Ruddick writes that these imaginary primitive people were apparently able to imagine their infant boys as future soldiers, but unable to realize that killing all the girls would result in a shortage of reproductive-age women. To solve that problem, McLennan suggested, they would violently capture brides from other tribes. This “bride capture” narrative owed something to Europeans’ accounts of the practices of Australian Aborigines, which were themselves highly exaggerated, if not completely fabricated.

Another scholar of the time, John Lubbock, built on McLennan’s ideas to define savage wife-capture as a building block for monogamous marriage. Lubbock believed that early humans were thoroughly promiscuous within their own groups. However, a warrior might bring back a captive woman and keep her all for himself. Darwin’s 1871 Descent of Man gave some credence to the idea, arguing that “almost all civilized nations still retain some traces of such rude habits as the forcible capture of wives.” For example, he argued, the best man at a wedding might be a stand-in for “the chief abettor of the bridegroom in the act of capture.”
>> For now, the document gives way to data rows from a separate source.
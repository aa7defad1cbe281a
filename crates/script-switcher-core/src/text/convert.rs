use std::thread;

use super::{
    decision::{Decision, SkipReason, is_structural},
    ignore::{IgnoreIndex, MatchPolicy},
    mapper::ScriptMapper,
    tokenize::{LINE_BREAK_DELIMITERS, TextUnit, UnitKind, tokenize},
};

/// Voluntary yield interval for bulk text.
///
/// A scheduling courtesy to the host UI thread; carries no ordering
/// obligation.
const YIELD_INTERVAL: usize = 1000;

/// Everything a span conversion needs besides the text itself.
pub struct ConvertRequest<'a> {
    pub encoding: &'a str,
    pub index: &'a IgnoreIndex,
    pub policy: MatchPolicy,
    pub mapper: &'a dyn ScriptMapper,
}

/// Per-span accounting, surfaced to callers for logging.
#[derive(Copy, Clone, Debug, Default, Eq, PartialEq)]
pub struct SpanStats {
    pub units: usize,
    pub converted: usize,
    pub skipped: usize,
    pub mapping_failures: usize,
}

impl SpanStats {
    pub fn absorb(&mut self, other: SpanStats) {
        self.units += other.units;
        self.converted += other.converted;
        self.skipped += other.skipped;
        self.mapping_failures += other.mapping_failures;
    }
}

/// Decides one unit against the ignore list.
///
/// Whitespace always passes through; units that trim to nothing or are pure
/// layout marks are structural; the rest consult the index under `policy`.
#[must_use]
pub fn decide_unit(unit: &TextUnit<'_>, index: &IgnoreIndex, policy: MatchPolicy) -> Decision {
    if unit.kind == UnitKind::Whitespace {
        return Decision::Skip(SkipReason::Whitespace);
    }
    let trimmed = unit.content.trim();
    if trimmed.is_empty() || is_structural(trimmed) {
        return Decision::Skip(SkipReason::StructuralDelimiter);
    }
    match index.matches(trimmed, policy) {
        Some(reason) => Decision::Skip(reason),
        None => Decision::Convert,
    }
}

/// Converts one tokenized span.
///
/// Units are decided and assembled in original left-to-right order; skipped
/// units and whitespace are copied verbatim, so output unit count equals
/// input unit count and document structure survives. A unit-level mapping
/// failure substitutes the original text for that unit only; conversion of
/// one unit never aborts conversion of the span.
pub fn convert_span_text(
    text: &str,
    delimiters: &[char],
    req: &ConvertRequest<'_>,
) -> (String, SpanStats) {
    let units = tokenize(text, delimiters);
    let mut out = String::with_capacity(text.len().saturating_mul(2));
    let mut stats = SpanStats {
        units: units.len(),
        ..SpanStats::default()
    };

    for (i, unit) in units.iter().enumerate() {
        if i > 0 && i % YIELD_INTERVAL == 0 {
            thread::yield_now();
        }

        match decide_unit(unit, req.index, req.policy) {
            Decision::Skip(_) => {
                stats.skipped += 1;
                out.push_str(unit.content);
            }
            Decision::Convert => match req.mapper.map(req.encoding, unit.content) {
                Ok(mapped) => {
                    stats.converted += 1;
                    out.push_str(&mapped);
                }
                Err(_) => {
                    stats.mapping_failures += 1;
                    out.push_str(unit.content);
                }
            },
        }
    }

    (out, stats)
}

/// Strips line-break characters from the tail of an assembled replacement.
///
/// When a multi-line range collapses into a single host insertion, a
/// trailing break would mint a spurious blank paragraph.
#[must_use]
pub fn strip_trailing_line_breaks(text: &str) -> &str {
    text.trim_end_matches(&LINE_BREAK_DELIMITERS[..])
}

/// Line-by-line conversion of free text.
///
/// Line breaks, blank lines and all other whitespace are preserved verbatim;
/// each line is converted independently so one malformed line cannot poison
/// the rest. Unlike host-bound replacements, nothing is stripped, so the
/// round-trip invariant holds exactly here.
pub fn convert_multiline(
    text: &str,
    word_delimiters: &[char],
    req: &ConvertRequest<'_>,
) -> (String, SpanStats) {
    let mut out = String::with_capacity(text.len().saturating_mul(2));
    let mut stats = SpanStats::default();

    for unit in tokenize(text, &LINE_BREAK_DELIMITERS) {
        if unit.kind == UnitKind::Word {
            let (line, line_stats) = convert_span_text(unit.content, word_delimiters, req);
            stats.absorb(line_stats);
            out.push_str(&line);
        } else {
            out.push_str(unit.content);
        }
    }

    (out, stats)
}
McLennan and Lubbock’s accounts had very little basis in reality. Ruddick quotes the editor of a modern edition of McLennan’s work, noting that he was “almost entirely wrong” about the universal prehistoric system of wife-capture. And yet, the idea quickly, ahem, captured the imagination of Victorian Europeans and Americans. Ruddick writes that novels of the late nineteenth and early twentieth century embellished it, putting clubs in the hands of savage early men. Many of them dramatized the rise of civilization in rivalries between brutal Neanderthals, with clever Homo sapiens for wives.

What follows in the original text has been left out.